Working data -
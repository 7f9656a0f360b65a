//! Typed exception construction.

use crate::diagnostics::{DiagnosticProvider, FaultDiagnostics, platform_provider};
use crate::dispatch::FaultRecord;
use std::fmt::Write as _;
use super_catch_common::domain::ErrorCode;
use super_catch_common::fault::{Fault, signal_name};
use thiserror::Error;

/// Identity of an intercepted fault.
#[derive(Debug, Clone, Copy, PartialEq, Eq)]
pub struct FaultIdentity {
    kind: Fault,
    platform_code: i32,
    raw_context: Option<FaultRecord>,
}

impl FaultIdentity {
    /// Identity with no platform context.
    pub fn new(platform_code: i32) -> Self {
        Self {
            kind: Fault::from_signal(platform_code),
            platform_code,
            raw_context: None,
        }
    }

    /// Identity carrying the dispatcher's record.
    pub fn with_context(record: FaultRecord) -> Self {
        Self {
            raw_context: Some(record),
            ..Self::new(record.signal)
        }
    }

    /// Fault kind.
    pub fn kind(&self) -> Fault {
        self.kind
    }

    /// Raw signal number.
    pub fn platform_code(&self) -> i32 {
        self.platform_code
    }

    /// The dispatcher's record, when one was captured.
    pub fn raw_context(&self) -> Option<&FaultRecord> {
        self.raw_context.as_ref()
    }
}

/// A fault converted into a recoverable error.
///
/// Returned by [`protect`](crate::protect) when its body faults. Immutable
/// once built; the message is rendered at construction.
#[derive(Debug, Clone, Error)]
#[error("{message}")]
pub struct FaultException {
    identity: FaultIdentity,
    diagnostics: FaultDiagnostics,
    message: String,
}

impl FaultException {
    /// Exception with only the raw code, e.g. for faults reported by
    /// something other than the dispatcher.
    pub fn new(platform_code: i32) -> Self {
        Self::build(FaultIdentity::new(platform_code), FaultDiagnostics::default())
    }

    /// Exception enriched by `provider` from a dispatcher record.
    pub fn with_context(record: FaultRecord, provider: &dyn DiagnosticProvider) -> Self {
        let diagnostics = provider.diagnose(&record);
        Self::build(FaultIdentity::with_context(record), diagnostics)
    }

    /// Build the exception for a checkpoint resumed with `resume_value`.
    ///
    /// The record is only trusted when it describes the same signal as
    /// the resume value; otherwise the minimal form is used.
    pub(crate) fn from_resume(resume_value: i32, record: FaultRecord) -> Self {
        if !record.is_empty() && record.signal == resume_value {
            Self::with_context(record, platform_provider())
        } else {
            Self::new(resume_value)
        }
    }

    fn build(identity: FaultIdentity, diagnostics: FaultDiagnostics) -> Self {
        let message = render(&identity, &diagnostics);
        Self {
            identity,
            diagnostics,
            message,
        }
    }

    /// Fault kind, comparable against the taxonomy.
    pub fn kind(&self) -> Fault {
        self.identity.kind
    }

    /// Raw signal number.
    pub fn platform_code(&self) -> i32 {
        self.identity.platform_code
    }

    /// The code in the signal error domain.
    pub fn code(&self) -> ErrorCode {
        ErrorCode::signal(self.identity.platform_code)
    }

    /// Full identity, including the dispatcher's record.
    pub fn identity(&self) -> &FaultIdentity {
        &self.identity
    }

    /// Best-effort diagnostics; empty when none could be extracted.
    pub fn diagnostics(&self) -> &FaultDiagnostics {
        &self.diagnostics
    }

    /// Rendered diagnostic message.
    pub fn message(&self) -> &str {
        &self.message
    }
}

impl PartialEq<Fault> for FaultException {
    fn eq(&self, other: &Fault) -> bool {
        self.kind() == *other
    }
}

impl From<&FaultException> for ErrorCode {
    fn from(exception: &FaultException) -> Self {
        exception.code()
    }
}

impl From<FaultException> for ErrorCode {
    fn from(exception: FaultException) -> Self {
        exception.code()
    }
}

impl From<FaultException> for std::io::Error {
    fn from(exception: FaultException) -> Self {
        std::io::Error::other(exception)
    }
}

fn render(identity: &FaultIdentity, diagnostics: &FaultDiagnostics) -> String {
    let code = identity.platform_code;
    let mut message = match identity.kind {
        Fault::Unknown(_) => format!("unknown fault (signal {code}, {})", signal_name(code)),
        kind => format!("{} ({}, signal {code})", kind.name(), kind.signal_label()),
    };

    // Writing into a String cannot fail.
    if let Some(reason) = diagnostics.reason {
        let _ = write!(message, ": {reason}");
    }
    match (diagnostics.access, diagnostics.data_address) {
        (Some(access), Some(address)) => {
            let _ = write!(message, "; {access} access to {address:#x}");
        }
        (None, Some(address)) => {
            let _ = write!(message, "; fault address {address:#x}");
        }
        _ => {}
    }
    if let Some(pc) = diagnostics.instruction_address {
        let _ = write!(message, "; at {pc:#x}");
        if let Some(module) = &diagnostics.module {
            let _ = write!(
                message,
                " in {} (base {:#x}, offset {:#x})",
                module.name,
                module.base,
                module.offset_of(pc)
            );
        }
    }

    message
}

#[cfg(test)]
mod tests {
    use super::*;
    use crate::diagnostics::{MinimalDiagnostics, ModuleInfo};
    use super_catch_common::fault::AccessKind;

    struct FixedDiagnostics;

    impl DiagnosticProvider for FixedDiagnostics {
        fn diagnose(&self, _record: &FaultRecord) -> FaultDiagnostics {
            FaultDiagnostics {
                reason: Some("address not mapped"),
                instruction_address: Some(0x1234),
                module: Some(ModuleInfo {
                    name: "libdemo.so".to_string(),
                    base: 0x1000,
                }),
                access: Some(AccessKind::Write),
                data_address: Some(0x10),
            }
        }
    }

    fn segv_record() -> FaultRecord {
        FaultRecord {
            signal: libc::SIGSEGV,
            code: 1,
            data_address: Some(0x10),
            instruction_address: Some(0x1234),
            access: Some(AccessKind::Write),
        }
    }

    #[test]
    fn minimal_message_has_raw_code() {
        let exception = FaultException::new(libc::SIGSEGV);
        assert_eq!(exception.kind(), Fault::InvalidMemoryAccess);
        assert_eq!(
            exception.message(),
            format!("invalid memory access (SIGSEGV, signal {})", libc::SIGSEGV)
        );
        assert!(exception.diagnostics().is_empty());
        assert!(exception.identity().raw_context().is_none());
    }

    #[test]
    fn unknown_code_is_kept_verbatim() {
        let exception = FaultException::new(libc::SIGUSR1);
        assert_eq!(exception.kind(), Fault::Unknown(libc::SIGUSR1));
        assert_eq!(exception.platform_code(), libc::SIGUSR1);
        assert_eq!(
            exception.to_string(),
            format!("unknown fault (signal {}, user1)", libc::SIGUSR1)
        );
    }

    #[test]
    fn rich_message_lists_every_detail() {
        let exception = FaultException::with_context(segv_record(), &FixedDiagnostics);
        assert_eq!(
            exception.message(),
            format!(
                "invalid memory access (SIGSEGV, signal {}): address not mapped; \
                 write access to 0x10; at 0x1234 in libdemo.so (base 0x1000, offset 0x234)",
                libc::SIGSEGV
            )
        );
        assert_eq!(exception.identity().raw_context(), Some(&segv_record()));
    }

    #[test]
    fn minimal_provider_degrades_to_raw_code() {
        let exception = FaultException::with_context(segv_record(), &MinimalDiagnostics);
        assert_eq!(exception.message(), FaultException::new(libc::SIGSEGV).message());
    }

    #[test]
    fn mismatched_record_is_ignored() {
        let exception = FaultException::from_resume(libc::SIGABRT, segv_record());
        assert_eq!(exception.kind(), Fault::ProcessAbort);
        assert!(exception.identity().raw_context().is_none());
    }

    #[test]
    fn converts_into_generic_errors() {
        let exception = FaultException::new(libc::SIGFPE);
        assert!(exception == Fault::ArithmeticFault);
        assert_eq!(ErrorCode::from(&exception), Fault::ArithmeticFault);

        let io: std::io::Error = exception.into();
        assert_eq!(io.kind(), std::io::ErrorKind::Other);
        assert!(io.to_string().starts_with("arithmetic fault"));
    }
}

What is being asked - Throughout the data above, report every line that contains the string "PartialEq".

Reply -
#[derive(Debug, Clone, Copy, PartialEq, Eq)]
impl PartialEq<Fault> for FaultException {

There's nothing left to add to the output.